Nordrhein-Westfalen: Sechs verwahrloste Kinder in Obhut genommen

Nordrhein-Westfalen: Sechs verwahrloste Kinder in Obhut genommen

Ein Kind wird von einem Feuerwehrmann in Menden auf den Armen getragen

Stand: 10.01.2026 08:29 Uhr

Im sauerländischen Menden haben Polizei und Feuerwehr sechs verwahrloste Kinder in einem Haus entdeckt. Sie kamen in ein Krankenhaus und sind in der Obhut des Jugendamts.

Es handele sich um drei Mädchen und drei Jungen im Alter von zwei bis elf Jahren, die Polizei und Feuerwehr in einem Haus in Menden-Lendringsen in Obhut genommen haben. Sie befanden sich offenbar allein in der Wohnung. Die Kinder kamen in eine Arnsberger Klinik.

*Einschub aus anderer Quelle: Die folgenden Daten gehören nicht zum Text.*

#![no_std]
#![no_main]
#![deny(
    clippy::mem_forget,
    reason = "mem::forget is generally not safe to do with esp_hal types, especially those \
    holding buffers for the duration of a data transfer."
)]
#![deny(clippy::large_stack_frames)]

use core::convert::Infallible;

use embassy_executor::Spawner;
use embassy_net::{Runner, Stack, StackResources};
use embassy_time::Delay;
use esp_hal::clock::CpuClock;
use esp_hal::gpio::Input;
use esp_hal::interrupt::Priority;
use esp_hal::interrupt::software::SoftwareInterruptControl;
use esp_hal::rng::Rng;
use esp_hal::system::software_reset;
use esp_hal::timer::timg::TimerGroup;
use esp_radio::wifi::WifiDevice;
use esp_rtos::embassy::InterruptExecutor;
use log::{error, info, warn};
use static_cell::StaticCell;

use wx_core::app_state::{RunState, StationError, StationState, short_message};
use wx_core::config::{CONFIG_FILE, StationConfig};
use wx_core::network::join_with_retry;
use wx_core::rain::{PulseAccumulator, PulseCounter, RainfallAggregator, SharedPulses};
use wx_core::sensors::{Bme280Pressure, Mcp3008, StationSensors};
use wx_core::server::{ServingLoop, Station};
use wx_core::storage::sd_card::SdCardStorage;
use wx_core::storage::{LOG_FILE, WeatherLog};
use wx_firmware::clock::UptimeClock;
use wx_firmware::hardware::{
    SdSpi, create_adc_device, create_i2c_bus, create_rain_gauge_pin, create_sd_card,
};
use wx_firmware::net::{TcpListener, WifiLink};
use wx_firmware::wifi_secrets;

/// Pulses counted by the gauge task and drained by the serving loop.
static RAIN_PULSES: SharedPulses = PulseAccumulator::new();

const TCP_BUFFER_SIZE: usize = 4096;

/// Runs the gauge task above thread mode, so blocking SD card writes and
/// sensor reads on the serving loop cannot delay its polls.
static GAUGE_EXECUTOR: StaticCell<InterruptExecutor<2>> = StaticCell::new();

#[panic_handler]
fn panic(info: &core::panic::PanicInfo) -> ! {
    rtt_target::rprintln!("PANIC: {}", info);
    software_reset()
}

extern crate alloc;

// This creates a default app-descriptor required by the esp-idf bootloader.
// For more information see: <https://docs.espressif.com/projects/esp-idf/en/stable/esp32/api-reference/system/app_image_format.html#application-description>
esp_bootloader_esp_idf::esp_app_desc!();

#[embassy_executor::task]
async fn rain_gauge_task(pin: Input<'static>, interval_ms: u32) {
    info!("Rain gauge polling every {} ms", interval_ms);
    PulseCounter::new(&RAIN_PULSES)
        .run(pin, Delay, interval_ms)
        .await
}

#[embassy_executor::task]
async fn net_task(mut runner: Runner<'static, WifiDevice<'static>>) {
    runner.run().await
}

#[allow(
    clippy::large_stack_frames,
    reason = "it's not unusual to allocate larger buffers etc. in main"
)]
#[esp_rtos::main]
async fn main(spawner: Spawner) -> ! {
    rtt_target::rtt_init_log!(log::LevelFilter::Info);

    let mut state = StationState::new();
    match run(spawner, &mut state).await {
        Ok(never) => match never {},
        Err(e) => {
            state.transition(RunState::Error);
            error!("Station stopped: {}", e);
            software_reset()
        }
    }
}

async fn run(spawner: Spawner, state: &mut StationState) -> Result<Infallible, StationError> {
    let config = esp_hal::Config::default().with_cpu_clock(CpuClock::max());
    let peripherals = esp_hal::init(config);

    esp_alloc::heap_allocator!(#[esp_hal::ram(reclaimed)] size: 73744);

    let timg0 = TimerGroup::new(peripherals.TIMG0);
    esp_rtos::start(timg0.timer0);

    info!("Embassy initialized");

    let clock = UptimeClock::new(wifi_secrets::station_epoch_secs());

    // SD card first: the stored configuration shapes everything after it
    let sd_card = create_sd_card(
        peripherals.SPI2,
        peripherals.GPIO36,
        peripherals.GPIO35,
        peripherals.GPIO37,
        peripherals.GPIO38,
    )?;
    let storage = SdCardStorage::new(sd_card, clock);
    let station_config = load_config(&storage);

    let sw_ints = SoftwareInterruptControl::new(peripherals.SW_INTERRUPT);
    let gauge_executor = GAUGE_EXECUTOR.init(InterruptExecutor::new(sw_ints.software_interrupt2));
    let gauge_spawner = gauge_executor.start(Priority::Priority2);

    let gauge_pin = create_rain_gauge_pin(peripherals.GPIO1);
    let gauge_task = rain_gauge_task(gauge_pin, station_config.rain_poll_interval_ms)
        .map_err(|e| {
            error!("Rain gauge task spawn failed: {:?}", e);
            StationError::Unknown
        })?;
    gauge_spawner.spawn(gauge_task);

    // Wi-Fi
    static RADIO: StaticCell<esp_radio::Controller<'static>> = StaticCell::new();
    let radio = RADIO.init(esp_radio::init().map_err(|e| {
        error!("Radio init failed: {:?}", e);
        StationError::Wifi(short_message(format_args!("radio init: {:?}", e)))
    })?);
    let (wifi_controller, interfaces) =
        esp_radio::wifi::new(radio, peripherals.WIFI, Default::default()).map_err(|e| {
            error!("Wi-Fi driver init failed: {:?}", e);
            StationError::Wifi(short_message(format_args!("driver init: {:?}", e)))
        })?;

    state.transition(RunState::WifiConnecting);
    let mut link = WifiLink::new(wifi_controller, &wifi_secrets::internet_config());
    join_with_retry(
        &mut link,
        &mut Delay,
        station_config.join_attempts,
        station_config.join_retry_interval_ms,
    )
    .await?;
    state.transition(RunState::WifiConnected);

    let stack = start_network(spawner, interfaces.sta).await?;

    // Sensors
    let i2c = create_i2c_bus(peripherals.I2C0, peripherals.GPIO8, peripherals.GPIO9)?;
    let adc = create_adc_device(
        peripherals.SPI3,
        peripherals.GPIO10,
        peripherals.GPIO11,
        peripherals.GPIO12,
        peripherals.GPIO13,
    )?;
    let sensors = StationSensors::new(
        Mcp3008::new(adc),
        Bme280Pressure::new(i2c, Delay),
        station_config.analog(),
        station_config.analog_channels(),
    );

    static RX_BUFFER: StaticCell<[u8; TCP_BUFFER_SIZE]> = StaticCell::new();
    static TX_BUFFER: StaticCell<[u8; TCP_BUFFER_SIZE]> = StaticCell::new();
    let listener = TcpListener::new(
        stack,
        station_config.http_port,
        RX_BUFFER.init([0; TCP_BUFFER_SIZE]),
        TX_BUFFER.init([0; TCP_BUFFER_SIZE]),
    );

    let station = Station::new(
        sensors,
        RainfallAggregator::new(&RAIN_PULSES, station_config.mm_per_pulse),
        WeatherLog::new(storage, LOG_FILE),
        clock,
        station_config.refresh_secs(),
    );
    let mut serving = ServingLoop::new(listener, station, &station_config);

    state.transition(RunState::Serving);
    info!("Serving on port {}", station_config.http_port);
    serving.run(&mut Delay).await
}

/// Brings up the IP stack on the joined interface and waits for DHCP.
async fn start_network(
    spawner: Spawner,
    device: WifiDevice<'static>,
) -> Result<Stack<'static>, StationError> {
    let rng = Rng::new();
    let seed = (rng.random() as u64) << 32 | rng.random() as u64;

    static RESOURCES: StaticCell<StackResources<3>> = StaticCell::new();
    let (stack, runner) = embassy_net::new(
        device,
        embassy_net::Config::dhcpv4(Default::default()),
        RESOURCES.init(StackResources::new()),
        seed,
    );
    let runner_task = net_task(runner).map_err(|e| {
        error!("Network task spawn failed: {:?}", e);
        StationError::Network(short_message(format_args!("net task spawn: {:?}", e)))
    })?;
    spawner.spawn(runner_task);

    stack.wait_config_up().await;
    match stack.config_v4() {
        Some(config) => info!("IPv4 address: {}", config.address.address()),
        None => warn!("Network up without an IPv4 configuration"),
    }

    Ok(stack)
}

/// Reads the station configuration from the SD card, falling back to the
/// defaults when the file is missing or unreadable.
fn load_config(storage: &SdCardStorage<SdSpi, Delay, UptimeClock>) -> StationConfig {
    let mut buf = [0u8; 128];
    match storage.read_file(CONFIG_FILE, &mut buf) {
        Ok(len) => match StationConfig::from_bytes(&buf[..len]) {
            Ok(config) => {
                info!("Loaded {} from SD card", CONFIG_FILE);
                config
            }
            Err(e) => {
                warn!("Ignoring invalid {}: {:?}", CONFIG_FILE, e);
                StationConfig::default()
            }
        },
        Err(e) => {
            info!("No usable {} ({:?}), using defaults", CONFIG_FILE, e);
            StationConfig::default()
        }
    }
}
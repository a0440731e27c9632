//! Network association with a bounded retry budget

use core::fmt::Debug;

use embedded_hal_async::delay::DelayNs;
use log::{error, info};

use crate::app_state::{StationError, short_message};

/// A network interface that can be asked to associate and polled for the result.
pub trait NetworkLink {
    type Error: Debug;

    /// Issues the association request without waiting for it to complete.
    fn begin_join(&mut self) -> impl Future<Output = Result<(), Self::Error>>;

    fn is_joined(&mut self) -> bool;
}

/// Starts a join and polls for it `attempts` times, `retry_interval_ms` apart.
///
/// Gives up with [`StationError::Wifi`] if the link is still down after the
/// last attempt.
pub async fn join_with_retry<L: NetworkLink, D: DelayNs>(
    link: &mut L,
    delay: &mut D,
    attempts: u8,
    retry_interval_ms: u32,
) -> Result<(), StationError> {
    link.begin_join().await.map_err(|e| {
        error!("Failed to start network join: {:?}", e);
        StationError::Wifi(short_message(format_args!("join request rejected: {:?}", e)))
    })?;

    for attempt in 0..attempts {
        if link.is_joined() {
            break;
        }
        info!("Waiting for connection... ({}/{})", attempt + 1, attempts);
        delay.delay_ms(retry_interval_ms).await;
    }

    if link.is_joined() {
        info!("Network joined");
        Ok(())
    } else {
        error!("Network not joined after {} attempts", attempts);
        Err(StationError::Wifi(short_message(format_args!(
            "not joined after {} attempts",
            attempts
        ))))
    }
}

#[cfg(test)]
mod tests {
    use super::*;
    use embassy_futures::block_on;

    /// Reports joined after `joins_after` polls.
    struct FakeLink {
        polls: u32,
        joins_after: Option<u32>,
        reject: bool,
    }

    impl NetworkLink for FakeLink {
        type Error = &'static str;

        async fn begin_join(&mut self) -> Result<(), Self::Error> {
            if self.reject { Err("radio off") } else { Ok(()) }
        }

        fn is_joined(&mut self) -> bool {
            self.polls += 1;
            self.joins_after.is_some_and(|after| self.polls > after)
        }
    }

    #[derive(Default)]
    struct CountingDelay {
        total_ms: u32,
    }

    impl DelayNs for CountingDelay {
        async fn delay_ns(&mut self, ns: u32) {
            self.total_ms += ns / 1_000_000;
        }

        async fn delay_ms(&mut self, ms: u32) {
            self.total_ms += ms;
        }
    }

    #[test]
    fn joins_once_link_comes_up() {
        let mut link = FakeLink {
            polls: 0,
            joins_after: Some(3),
            reject: false,
        };
        let mut delay = CountingDelay::default();

        assert!(block_on(join_with_retry(&mut link, &mut delay, 10, 1000)).is_ok());
        assert_eq!(delay.total_ms, 3000);
    }

    #[test]
    fn gives_up_after_attempt_budget() {
        let mut link = FakeLink {
            polls: 0,
            joins_after: None,
            reject: false,
        };
        let mut delay = CountingDelay::default();

        let result = block_on(join_with_retry(&mut link, &mut delay, 10, 1000));

        assert!(matches!(result, Err(StationError::Wifi(_))));
        assert_eq!(delay.total_ms, 10_000);
    }

    #[test]
    fn rejected_join_request_fails_immediately() {
        let mut link = FakeLink {
            polls: 0,
            joins_after: Some(0),
            reject: true,
        };
        let mut delay = CountingDelay::default();

        assert!(block_on(join_with_retry(&mut link, &mut delay, 10, 1000)).is_err());
        assert_eq!(delay.total_ms, 0);
    }
}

Laut Polizei hatte ein Autofahrer die Beamten um kurz vor 15 Uhr über ein leicht bekleidetes, barfuß laufendes Kind vor dem Wohnhaus informiert. “Wir haben im Zuge dessen festgestellt, dass in der Wohnung noch weitere Kinder sind, denen es offensichtlich gesundheitlich nicht gut ging”, sagt Polizeisprechers Lukas Borowski .

Mutter kam zum Einsatzort

Die Feuerwehr war im Einsatz, weil sie eine Kohlenmonoxid-Vergiftung befürchtete. Das war letztlich aber nicht der Fall. Tierschützer haben drei Hunde aus der Wohnung in Obhut genommen. Auch Mendens Bürgermeisterin Manuela Schmidt (CDU) kam zum Einsatzort.

Außerdem ist die Mutter der Kinder vor Ort aufgetaucht. Sie wurde von der Polizei befragt. Über Ergebnisse des Gesprächs konnte die Polizeileitstelle des Märkischen Kreises aber noch keine Auskünfte erteilen.

Kindern geht es verhältnismäßig gut

Die Kinder kamen in ein Krankenhaus. Lebensgefahr bestand laut Polizei nicht. Es gehe ihnen aktuell verhältnismäßig gut. In die Wohnung zurückkehren werden sie am Freitag (09.01.2026) nicht. Die Kinder sollten in die Obhut des Jugendamtes gegeben werden, das in die Ermittlungen eingebunden worden sei.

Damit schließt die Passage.